Lately I have been reading a lot of reviews on Yelp to better understand what consumers get ticked off by. It’s interesting how insanely demanding consumers are, but yet how little they want. This is what I have learned.

They basically want 4 things from you.

1. A sense of community.

No one craves generic cookie cutter retail. Consumers shop independent retailers because they expect to feel more welcomed and want to feel like they are a part of something.

I don’t care if you are selling a cup of coffee or $1000 gowns. It’s the environment that makes that difference and gives stores that sense of community. They also want to feel appreciated and even if they don’t go to all the events you plan, they still like to know about them. It gives them a sense that you have included them as a part of something.

The Starbucks guys tell us that we need to be in 3 places: home, work/school and somewhere else. That “somewhere else” should be our retail locations. The internet, with its ‘second life’, and thousands of retail fashion websites (none of which I’ve heard of making any profit) will never be able to appeal to consumers’ emotional needs like a brick and mortar store can. At the end of the day we need, crave, and want social contact.

2. They want easy, fast friendly service.

I can’t believe that about 90% of comments were on rude or poor service! See my review of Christian Louboutin on yelp. There is a thin line between being harassed and giving excellent customer service.

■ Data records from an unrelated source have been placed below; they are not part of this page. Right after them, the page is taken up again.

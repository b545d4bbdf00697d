//! Configuration for the Feedmark tracker.
//!
//! Engine timings live in [`TrackerSettings`], which has sensible defaults and
//! can be built in code. [`Config::from_env`] adds the backend connection and
//! lets every timing be overridden from the environment.
//!
//! # Environment Variables
//!
//! | Variable | Required | Default | Description |
//! |----------|----------|---------|-------------|
//! | `FEEDMARK_API_URL` | Yes | - | Backend base URL (e.g., `http://localhost:8000`) |
//! | `FEEDMARK_API_KEY` | No | - | Sent as the `X-API-Key` header |
//! | `FEEDMARK_COMMIT_DEBOUNCE_MS` | No | 500 | Quiet period before a read batch is committed |
//! | `FEEDMARK_ACTIVATION_DELAY_MS` | No | 3000 | Auto-activation delay for lists that cannot scroll |
//! | `FEEDMARK_RESIZE_DEBOUNCE_MS` | No | 300 | Resize settle time before re-checking scrollability |
//! | `FEEDMARK_TOP_MARGIN_PX` | No | 100 | Top inset of the observed viewport |
//! | `FEEDMARK_RETRY_MAX_DELAY_MS` | No | 30000 | Backoff ceiling for failed commits |
//! | `FEEDMARK_RETRY_ALERT_AFTER` | No | 10 | Consecutive failures before escalating (0 disables) |
//!
//! # Example
//!
//! ```no_run
//! use feedmark_tracker::config::Config;
//!
//! let config = Config::from_env().expect("Failed to load configuration");
//! println!("API URL: {}", config.api_url);
//! ```

use std::env;
use std::str::FromStr;
use std::time::Duration;

use thiserror::Error;

use crate::activation::{DEFAULT_ACTIVATION_DELAY_MS, DEFAULT_RESIZE_DEBOUNCE_MS};
use crate::commit_queue::{
    RetryPolicy, DEFAULT_COMMIT_DEBOUNCE_MS, DEFAULT_RETRY_ALERT_AFTER, DEFAULT_RETRY_MAX_DELAY_MS,
};
use crate::visibility::DEFAULT_TOP_MARGIN_PX;

/// Errors that can occur during configuration parsing.
#[derive(Error, Debug)]
pub enum ConfigError {
    /// Required environment variable is missing.
    #[error("missing required environment variable: {0}")]
    MissingEnvVar(String),

    /// Environment variable has an invalid value.
    #[error("invalid value for {key}: {message}")]
    InvalidValue { key: String, message: String },
}

/// Timing and geometry parameters of the read-tracking engine.
#[derive(Debug, Clone, PartialEq)]
pub struct TrackerSettings {
    /// Quiet period after the last candidate before a batch is committed.
    pub commit_debounce: Duration,

    /// Delay before a list that cannot scroll is activated automatically.
    pub activation_delay: Duration,

    /// Settle time after the last resize before scrollability is re-checked.
    pub resize_debounce: Duration,

    /// Top inset of the observed viewport in pixels.
    pub top_margin_px: f64,

    /// Backoff applied to failed commit batches.
    pub retry: RetryPolicy,
}

impl Default for TrackerSettings {
    fn default() -> Self {
        Self {
            commit_debounce: Duration::from_millis(DEFAULT_COMMIT_DEBOUNCE_MS),
            activation_delay: Duration::from_millis(DEFAULT_ACTIVATION_DELAY_MS),
            resize_debounce: Duration::from_millis(DEFAULT_RESIZE_DEBOUNCE_MS),
            top_margin_px: DEFAULT_TOP_MARGIN_PX,
            retry: RetryPolicy::default(),
        }
    }
}

impl TrackerSettings {
    /// Reads engine timings from the environment, falling back to defaults.
    ///
    /// # Errors
    ///
    /// Returns `ConfigError::InvalidValue` if a variable is set but cannot be
    /// parsed, or if `FEEDMARK_TOP_MARGIN_PX` is negative.
    pub fn from_env() -> Result<Self, ConfigError> {
        let defaults = TrackerSettings::default();

        let commit_debounce = parse_millis("FEEDMARK_COMMIT_DEBOUNCE_MS")?
            .unwrap_or(defaults.commit_debounce);
        let activation_delay = parse_millis("FEEDMARK_ACTIVATION_DELAY_MS")?
            .unwrap_or(defaults.activation_delay);
        let resize_debounce = parse_millis("FEEDMARK_RESIZE_DEBOUNCE_MS")?
            .unwrap_or(defaults.resize_debounce);

        let top_margin_px = match parse_var::<f64>("FEEDMARK_TOP_MARGIN_PX", "number of pixels")? {
            Some(px) if !px.is_finite() || px < 0.0 => {
                return Err(ConfigError::InvalidValue {
                    key: "FEEDMARK_TOP_MARGIN_PX".to_string(),
                    message: format!("margin must be a non-negative number, got {px}"),
                });
            }
            Some(px) => px,
            None => defaults.top_margin_px,
        };

        let max_delay = parse_millis("FEEDMARK_RETRY_MAX_DELAY_MS")?
            .unwrap_or(Duration::from_millis(DEFAULT_RETRY_MAX_DELAY_MS));
        let alert_after = match parse_var::<u32>("FEEDMARK_RETRY_ALERT_AFTER", "non-negative integer")? {
            Some(0) => None,
            Some(n) => Some(n),
            None => Some(DEFAULT_RETRY_ALERT_AFTER),
        };

        // Retries start at the debounce window and never wait less than it.
        let retry = RetryPolicy {
            initial_delay: commit_debounce,
            max_delay: max_delay.max(commit_debounce),
            alert_after,
            ..defaults.retry
        };

        Ok(Self {
            commit_debounce,
            activation_delay,
            resize_debounce,
            top_margin_px,
            retry,
        })
    }
}

/// Configuration for the Feedmark tracker.
#[derive(Debug, Clone)]
pub struct Config {
    /// Backend base URL.
    pub api_url: String,

    /// Optional API key for the backend.
    pub api_key: Option<String>,

    /// Engine settings.
    pub settings: TrackerSettings,
}

impl Config {
    /// Creates a new `Config` by parsing environment variables.
    ///
    /// # Errors
    ///
    /// Returns a `ConfigError` if:
    /// - `FEEDMARK_API_URL` is not set or empty
    /// - any numeric variable is set but cannot be parsed
    /// - `FEEDMARK_TOP_MARGIN_PX` is negative
    pub fn from_env() -> Result<Self, ConfigError> {
        let api_url = env::var("FEEDMARK_API_URL")
            .ok()
            .map(|url| url.trim().trim_end_matches('/').to_string())
            .filter(|url| !url.is_empty())
            .ok_or_else(|| ConfigError::MissingEnvVar("FEEDMARK_API_URL".to_string()))?;

        let api_key = env::var("FEEDMARK_API_KEY")
            .ok()
            .filter(|key| !key.trim().is_empty());

        Ok(Self {
            api_url,
            api_key,
            settings: TrackerSettings::from_env()?,
        })
    }
}

fn parse_var<T: FromStr>(key: &str, expected: &str) -> Result<Option<T>, ConfigError> {
    match env::var(key) {
        Ok(val) => val
            .trim()
            .parse::<T>()
            .map(Some)
            .map_err(|_| ConfigError::InvalidValue {
                key: key.to_string(),
                message: format!("expected {expected}, got '{val}'"),
            }),
        Err(_) => Ok(None),
    }
}

fn parse_millis(key: &str) -> Result<Option<Duration>, ConfigError> {
    Ok(parse_var::<u64>(key, "milliseconds as a non-negative integer")?.map(Duration::from_millis))
}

Take a walk in the Saks 5th ave shoe department if you want to know what being harassed at retail is like. It is important to train your staff on not just customer service but on building customer relationships, which means you get repeat sales from existing customers and aren’t just hustling for sales from new customer.

Recently I had a customer email me that she needed to pick up her layaway before Thursday because she was going out of town to a wedding. The store is closed on Tuesday and Wednesday, and I had no one to open the store for her. So I overnighted her the keys so she could get it herself. She left the key with the shop next door and came in the following week to pay for it. Definitely not something I would recommend in the big city, but we knew her. The word of mouth we got from our “outrages” customer service could fill a phone book.

Going a little out of the way proved to go a long way when it came to customer reviews.

3. They are looking for value.

Note I didn’t say cheap prices. The consumer today is very savvy with websites like Shoptime where they have up-to-date sales and price information at their convenience. This is where, as a merchant, you need to know your consumers’ price resistance and costing. We can no longer afford to just pay the price the vendors ask for. We need to be in control and have an understanding of what it’s worth to our consumer.

So next time you’re in the market, before you ask for a price, ask yourself “how much would my customer pay for this?” Then ask the price. I think you will be surprised at how little the mark up might be and you will either have to rethink some of your brands or negotiate with them a littler harder. We are in business to make money, not to show off trendy brands that are over priced and only sell when marked down.

At the end of the day, a tee shirt is just a tee shirt and we have to look at garments for what they are at face value, not by their label.

4. They want something new…… they want to be the insider.

They want to be the first to try a new dish, new designer, or new idea. Diana Vreeland said it best. “give the consumer what they didn’t know they wanted.”

More of the same is what has been killing retail. Consumers want to talk to other people about something new that they have discovered or as happened to them. This type of word of mouth or social media is so important that no one has been able to put a dollar amount to it’s return… but I can tell you it’s priceless. I haven’t booked a hotel room without reading a review in years. I don’t care how pretty the ads look.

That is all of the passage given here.